Unlike a lot of other people I didn’t get too excited about the election of Javier Milei to the presidency of Argentina, anarcho-capitalism and all. I’ve just been to disappointed by too many “Right-Wing” politicians over the decades, especially the ones who talked about cutting spending and more than that, shrinking the size of the State.

Besides that, as with many other Presidencies around the world, I figured Milei would be hemmed in by his nation’s Congress, which he and his party do not control, and where even the Right-wing parties are entangled with the Peronist system of a vast government in terms of spending, subsidies, regulations and controls.

But … wow!

He was elected because the people of Argentina were desperate, having seen their nation decline from being one of the wealthiest in the world at the start of the 20th century to where 40% of the population live in poverty – despite all that government moolah over the decades. Inflation, never low in that country, will amount to 183% for 2023.
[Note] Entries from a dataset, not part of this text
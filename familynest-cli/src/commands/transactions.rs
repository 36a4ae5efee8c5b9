//! Transactions command - list transactions on the selected account

use anyhow::Result;
use colored::Colorize;
use familynest_core::OperationResult;

use super::get_context;
use crate::output;

pub async fn run(json: bool) -> Result<()> {
    let ctx = get_context().await?;
    let session = ctx.session.session();

    let Some(account) = session.selected_account() else {
        if session.user().is_none() {
            output::warning("Not logged in. Run 'nest login' first.");
        } else {
            output::warning("No account selected. Run 'nest select <account-id>'.");
        }
        return Ok(());
    };

    let pb = output::spinner("Loading transactions...");
    let result = ctx.session.fetch_selected_transactions().await;
    pb.finish_and_clear();

    if json {
        let result = OperationResult::from(result);
        println!("{}", serde_json::to_string_pretty(&result)?);
        return Ok(());
    }
    let transactions = result?;

    println!("{}", output::account_line(account));
    if transactions.is_empty() {
        println!("No transactions yet.");
        return Ok(());
    }

    let mut table = output::create_table();
    table.set_header(vec!["Date", "Description", "Amount"]);
    for tx in &transactions {
        let amount = if tx.is_deposit() {
            format!("+{}", tx.amount).green()
        } else {
            tx.amount.to_string().red()
        };
        table.add_row(vec![
            tx.created_at.format("%Y-%m-%d %H:%M").to_string(),
            tx.description.clone(),
            amount.to_string(),
        ]);
    }
    println!("{}", table);

    Ok(())
}
//! Identifier deserialization helpers
//!
//! The account service issues numeric identifiers, while the local model
//! carries them as strings. These helpers accept either on the wire.

use serde::{Deserialize, Deserializer};
use serde_json::Value as JsonValue;

/// Deserialize ID that can be number or string
pub(crate) fn deserialize_id<'de, D>(deserializer: D) -> std::result::Result<String, D::Error>
where
    D: Deserializer<'de>,
{
    use serde::de::Error;
    let value: JsonValue = Deserialize::deserialize(deserializer)?;
    match value {
        JsonValue::Number(n) => Ok(n.to_string()),
        JsonValue::String(s) => Ok(s),
        _ => Err(D::Error::custom("expected number or string for id")),
    }
}

/// Deserialize optional ID that can be number, string or null
pub(crate) fn deserialize_optional_id<'de, D>(
    deserializer: D,
) -> std::result::Result<Option<String>, D::Error>
where
    D: Deserializer<'de>,
{
    use serde::de::Error;
    let value: Option<JsonValue> = Option::deserialize(deserializer)?;
    match value {
        Some(JsonValue::Number(n)) => Ok(Some(n.to_string())),
        Some(JsonValue::String(s)) => Ok(Some(s)),
        Some(JsonValue::Null) | None => Ok(None),
        _ => Err(D::Error::custom("expected number or string for id")),
    }
}
//! In-memory account service
//!
//! Stands in for the remote account service when running offline or in
//! tests. It follows the service's rules: registration creates a default
//! account, parents see their children's accounts, children only their own.
//!
//! Passwords are stored as Argon2id hashes and tokens are random, so the
//! mock never keeps plaintext credentials around.

use std::collections::HashMap;
use std::sync::atomic::{AtomicBool, Ordering};
use std::sync::Mutex;
use std::time::Duration;

use async_trait::async_trait;
use base64::Engine;
use rand::Rng;
use rust_decimal::Decimal;

use crate::domain::result::{Error, Result};
use crate::domain::{Account, Role, Transaction, User};
use crate::ports::{AccountServiceClient, LoginRequest, LoginResponse, RegisterRequest, RemoteUser};

/// Password of the seeded demo users
pub const DEMO_PASSWORD: &str = "password";

/// Argon2 cost for mock credentials
const MOCK_ARGON2_MEMORY_KIB: u32 = 8 * 1024;
const MOCK_ARGON2_ITERATIONS: u32 = 1;

struct StoredPassword {
    salt: [u8; 16],
    key: [u8; 32],
}

impl StoredPassword {
    fn new(password: &str) -> Result<Self> {
        let salt: [u8; 16] = rand::thread_rng().gen();
        let key = derive_key(password, &salt)?;
        Ok(Self { salt, key })
    }

    fn verify(&self, password: &str) -> bool {
        derive_key(password, &self.salt)
            .map(|key| key == self.key)
            .unwrap_or(false)
    }
}

/// Derive a password key using Argon2id
fn derive_key(password: &str, salt: &[u8]) -> Result<[u8; 32]> {
    let params = argon2::Params::new(MOCK_ARGON2_MEMORY_KIB, MOCK_ARGON2_ITERATIONS, 1, Some(32))
        .map_err(|e| Error::Other(format!("Failed to create argon2 params: {:?}", e)))?;

    let argon2 = argon2::Argon2::new(argon2::Algorithm::Argon2id, argon2::Version::V0x13, params);

    let mut key = [0u8; 32];
    argon2
        .hash_password_into(password.as_bytes(), salt, &mut key)
        .map_err(|e| Error::Other(format!("Failed to hash password: {:?}", e)))?;
    Ok(key)
}

fn generate_token() -> String {
    let bytes: [u8; 32] = rand::thread_rng().gen();
    base64::engine::general_purpose::URL_SAFE_NO_PAD.encode(bytes)
}

struct MockUser {
    user: User,
    parent_id: Option<String>,
    password: StoredPassword,
}

#[derive(Default)]
struct MockState {
    users: Vec<MockUser>,
    accounts: Vec<Account>,
    transactions: Vec<Transaction>,
    /// token -> user id
    tokens: HashMap<String, String>,
    next_user_id: i64,
    next_account_id: i64,
    next_transaction_id: i64,
}

impl MockState {
    fn user(&self, id: &str) -> Option<&MockUser> {
        self.users.iter().find(|u| u.user.id == id)
    }

    fn allocate_user_id(&mut self) -> String {
        self.next_user_id += 1;
        self.next_user_id.to_string()
    }

    fn allocate_account_id(&mut self) -> String {
        self.next_account_id += 1;
        self.next_account_id.to_string()
    }

    fn allocate_transaction_id(&mut self) -> String {
        self.next_transaction_id += 1;
        self.next_transaction_id.to_string()
    }

    fn insert_user(
        &mut self,
        username: &str,
        email: &str,
        password: &str,
        role: Role,
        parent_id: Option<String>,
    ) -> Result<User> {
        let id = self.allocate_user_id();
        let user = User::new(id, username, email, role);
        self.users.push(MockUser {
            user: user.clone(),
            parent_id,
            password: StoredPassword::new(password)?,
        });
        Ok(user)
    }

    /// Create an account, linking child accounts to the parent's first account
    fn insert_account(&mut self, user_id: &str, name: &str, is_parent_account: bool) -> Account {
        let parent_account_id = if is_parent_account {
            None
        } else {
            self.user(user_id)
                .and_then(|u| u.parent_id.clone())
                .and_then(|parent| {
                    self.accounts
                        .iter()
                        .find(|a| a.user_id == parent)
                        .map(|a| a.id.clone())
                })
        };

        let id = self.allocate_account_id();
        let mut account = Account::new(id, name, user_id);
        account.is_parent_account = is_parent_account;
        account.parent_id = parent_account_id;
        self.accounts.push(account.clone());
        account
    }

    fn insert_transaction(
        &mut self,
        account_id: &str,
        amount: Decimal,
        description: &str,
    ) -> Result<Transaction> {
        let account = self
            .accounts
            .iter_mut()
            .find(|a| a.id == account_id)
            .ok_or_else(|| Error::Other("Account not found".to_string()))?;
        account.balance += amount;

        let id = self.allocate_transaction_id();
        let tx = Transaction::new(id, account_id, amount, description);
        self.transactions.push(tx.clone());
        Ok(tx)
    }
}

/// In-memory implementation of the account service
pub struct MockAccountService {
    state: Mutex<MockState>,
    latency: Option<Duration>,
    fail_account_fetch: AtomicBool,
}

impl MockAccountService {
    /// An empty service with no users
    pub fn new() -> Self {
        Self {
            state: Mutex::new(MockState::default()),
            latency: None,
            fail_account_fetch: AtomicBool::new(false),
        }
    }

    /// A service seeded with a parent and a child.
    ///
    /// Both demo users log in with [`DEMO_PASSWORD`]:
    /// - `parent` (id 1) owns "Parent Savings" (5000.00)
    /// - `child` (id 2) owns "Child Allowance" (100.00), linked to account 1
    pub fn with_demo_family() -> Result<Self> {
        let service = Self::new();
        {
            let mut state = service.lock()?;
            let parent =
                state.insert_user("parent", "parent@example.com", DEMO_PASSWORD, Role::Parent, None)?;
            let child = state.insert_user(
                "child",
                "child@example.com",
                DEMO_PASSWORD,
                Role::Child,
                Some(parent.id.clone()),
            )?;

            let savings = state.insert_account(&parent.id, "Parent Savings", true);
            state.insert_transaction(&savings.id, Decimal::new(500000, 2), "Opening deposit")?;

            let allowance = state.insert_account(&child.id, "Child Allowance", false);
            state.insert_transaction(&allowance.id, Decimal::new(12000, 2), "Weekly allowance")?;
            state.insert_transaction(&allowance.id, Decimal::new(-2000, 2), "Ice cream")?;
        }
        Ok(service)
    }

    /// Delay every async call, to simulate a slow network
    pub fn with_latency(mut self, latency: Duration) -> Self {
        self.latency = Some(latency);
        self
    }

    /// Make account fetches fail until switched off again
    pub fn set_fail_account_fetch(&self, fail: bool) {
        self.fail_account_fetch.store(fail, Ordering::SeqCst);
    }

    fn lock(&self) -> Result<std::sync::MutexGuard<'_, MockState>> {
        self.state
            .lock()
            .map_err(|e| Error::Other(format!("Lock poisoned: {}", e)))
    }

    async fn simulate_latency(&self) {
        if let Some(latency) = self.latency {
            tokio::time::sleep(latency).await;
        }
    }

    /// Check credentials and issue a fresh token
    pub fn authenticate(&self, request: &LoginRequest) -> Result<LoginResponse> {
        let mut state = self.lock()?;
        let user = state
            .users
            .iter()
            .find(|u| u.user.username == request.username)
            .filter(|u| u.password.verify(&request.password))
            .map(|u| u.user.clone())
            .ok_or_else(|| Error::authentication("Invalid credentials"))?;

        let token = generate_token();
        state.tokens.insert(token.clone(), user.id.clone());

        Ok(LoginResponse {
            token,
            user: RemoteUser::from(&user),
        })
    }

    /// Create a user together with their default account
    pub fn create_user(&self, request: &RegisterRequest) -> Result<RemoteUser> {
        let role = request.role.parse::<Role>().map_err(Error::registration)?;
        let mut state = self.lock()?;

        if state.users.iter().any(|u| u.user.username == request.username) {
            return Err(Error::registration("Username is already taken"));
        }
        if state.users.iter().any(|u| u.user.email == request.email) {
            return Err(Error::registration("Email is already in use"));
        }

        let parent_id = match (role, request.parent_id) {
            (Role::Child, Some(parent_id)) => {
                let parent_id = parent_id.to_string();
                let parent = state
                    .user(&parent_id)
                    .ok_or_else(|| Error::registration("Parent user not found"))?;
                if parent.user.role != Role::Parent {
                    return Err(Error::registration(
                        "The specified parent is not a parent account",
                    ));
                }
                Some(parent_id)
            }
            _ => None,
        };

        let user = state.insert_user(
            &request.username,
            &request.email,
            &request.password,
            role,
            parent_id,
        )?;

        let (name, is_parent_account) = match role {
            Role::Parent => ("Main Account", true),
            Role::Child => ("Allowance Account", false),
        };
        state.insert_account(&user.id, name, is_parent_account);

        Ok(RemoteUser::from(&user))
    }

    /// Accounts visible to a user: their own, plus their children's for parents
    pub fn accounts_for(&self, user_id: &str) -> Result<Vec<Account>> {
        if self.fail_account_fetch.load(Ordering::SeqCst) {
            return Err(Error::account_fetch("Account service unavailable"));
        }

        let state = self.lock()?;
        let user = state
            .user(user_id)
            .ok_or_else(|| Error::account_fetch("User not found"))?;

        let children: Vec<&str> = if user.user.is_parent() {
            state
                .users
                .iter()
                .filter(|u| u.parent_id.as_deref() == Some(user_id))
                .map(|u| u.user.id.as_str())
                .collect()
        } else {
            Vec::new()
        };

        Ok(state
            .accounts
            .iter()
            .filter(|a| a.user_id == user_id || children.contains(&a.user_id.as_str()))
            .cloned()
            .collect())
    }

    /// Transactions on an account, newest first
    pub fn transactions_for(&self, account_id: &str) -> Result<Vec<Transaction>> {
        let state = self.lock()?;
        if !state.accounts.iter().any(|a| a.id == account_id) {
            return Err(Error::TransactionFetchFailed("Account not found".to_string()));
        }
        Ok(state
            .transactions
            .iter()
            .rev()
            .filter(|t| t.account_id == account_id)
            .cloned()
            .collect())
    }

    /// User id a token was issued to
    pub fn token_owner(&self, token: &str) -> Option<String> {
        self.lock().ok()?.tokens.get(token).cloned()
    }

    /// Open an extra account for an existing user
    pub fn create_account(&self, user_id: &str, name: &str, is_parent_account: bool) -> Result<Account> {
        let mut state = self.lock()?;
        let user = state
            .user(user_id)
            .ok_or_else(|| Error::Other("User not found".to_string()))?;
        if is_parent_account && user.user.role != Role::Parent {
            return Err(Error::Other(
                "Only parent users can create parent accounts".to_string(),
            ));
        }
        Ok(state.insert_account(user_id, name, is_parent_account))
    }

    /// Close an account and drop its transactions
    pub fn remove_account(&self, account_id: &str) -> Result<()> {
        let mut state = self.lock()?;
        state.accounts.retain(|a| a.id != account_id);
        state.transactions.retain(|t| t.account_id != account_id);
        Ok(())
    }

    /// Post a transaction and apply it to the account balance
    pub fn record_transaction(
        &self,
        account_id: &str,
        amount: Decimal,
        description: &str,
    ) -> Result<Transaction> {
        self.lock()?.insert_transaction(account_id, amount, description)
    }
}

impl Default for MockAccountService {
    fn default() -> Self {
        Self::new()
    }
}

#[async_trait]
impl AccountServiceClient for MockAccountService {
    fn name(&self) -> &str {
        "mock"
    }

    async fn login(&self, request: &LoginRequest) -> Result<LoginResponse> {
        self.simulate_latency().await;
        self.authenticate(request)
    }

    async fn register(&self, request: &RegisterRequest) -> Result<RemoteUser> {
        self.simulate_latency().await;
        self.create_user(request)
    }

    async fn get_accounts(&self, user_id: &str) -> Result<Vec<Account>> {
        self.simulate_latency().await;
        self.accounts_for(user_id)
    }

    async fn get_transactions(&self, account_id: &str) -> Result<Vec<Transaction>> {
        self.simulate_latency().await;
        self.transactions_for(account_id)
    }
}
Despite his rather wild persona, his Trumpish airs in public debate, he’s a pretty switched on cookie, having been a professor of macro and micro economics for twenty years, as well as teaching mathematics for economists. He’s written more than 50 academic papers.

More than that for me is that when he’s debating or answering questions he fluently discusses economists and philosophers that most politicians are barely aware of.
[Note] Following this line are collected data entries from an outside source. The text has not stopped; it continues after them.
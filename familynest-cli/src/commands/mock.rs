//! Mock command - switch between the HTTP API and the offline mock service

use anyhow::Result;
use clap::Subcommand;
use colored::Colorize;
use familynest_core::adapters::mock::DEMO_PASSWORD;
use familynest_core::config::Config;

use super::get_app_dir;

#[derive(Subcommand)]
pub enum MockCommands {
    /// Use the in-memory mock service
    #[command(name = "on")]
    On,
    /// Use the HTTP account service
    #[command(name = "off")]
    Off,
    /// Show which backend is configured
    Status,
}

pub fn run(command: Option<MockCommands>) -> Result<()> {
    let app_dir = get_app_dir()?;
    std::fs::create_dir_all(&app_dir)?;
    let mut config = Config::load(&app_dir)?;

    match command {
        Some(MockCommands::On) => {
            config.enable_mock_mode();
            config.save(&app_dir)?;
            println!("{}", "Mock mode enabled".green());
            println!(
                "Log in as 'parent' or 'child' with password '{}'. Run 'nest login' to start.",
                DEMO_PASSWORD
            );
        }
        Some(MockCommands::Off) => {
            config.disable_mock_mode();
            config.save(&app_dir)?;
            println!("{}", "Mock mode disabled".yellow());
            println!("Using account service at {}", config.api_base_url);
        }
        Some(MockCommands::Status) | None => {
            if config.mock_mode {
                println!("Mock mode is {}", "ON".green());
            } else {
                println!("Mock mode is {}", "OFF".yellow());
                println!("Account service: {}", config.api_base_url);
            }
        }
    }
    Ok(())
}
Still, he has a long way to go and Peronism is so deeply embedded into the culture of Argentina that it’s going to take decades to rip it out, if at all. To do that he’s going to need economic success, with a huge fall in inflation and solid economic growth that turns into more businesses with more jobs at higher pay, and all that for more than just a year or two.

From the wiki link above:

Anarcho-capitalism (colloquially: ancap or an-cap) is an anti-statistlibertarian political philosophy and economic theory that seeks to abolish centralized states in favor of stateless societies with systems of private property enforced by private agencies, the non-aggression principlefree markets and self-ownership, which extends the concept to include control of private property as part of the self. 

Three excellent guest posts on Milei here at Not PC, including the only economics article he’s written in English:

Note that whenever situations arise that do not match the mathematical structure [modelled by the neoclassical analysis], they are considered “market failures,” and that is where the government appears to correct those failures. However, to successfully solve this problem, it is assumed that the government knows the utility function of all individuals (preferences) for the past, the present, the future, the time preference rate and knows the state of the current technology and all future enhancements, along with their respective amortization rates.

In short, to solve the problem in question, the government should be able to master a significant amount of information that, by definition, individuals themselves ignore or are not able to handle, which exposes that the idea of the welfare state acting on the market to correct failures is a contradiction.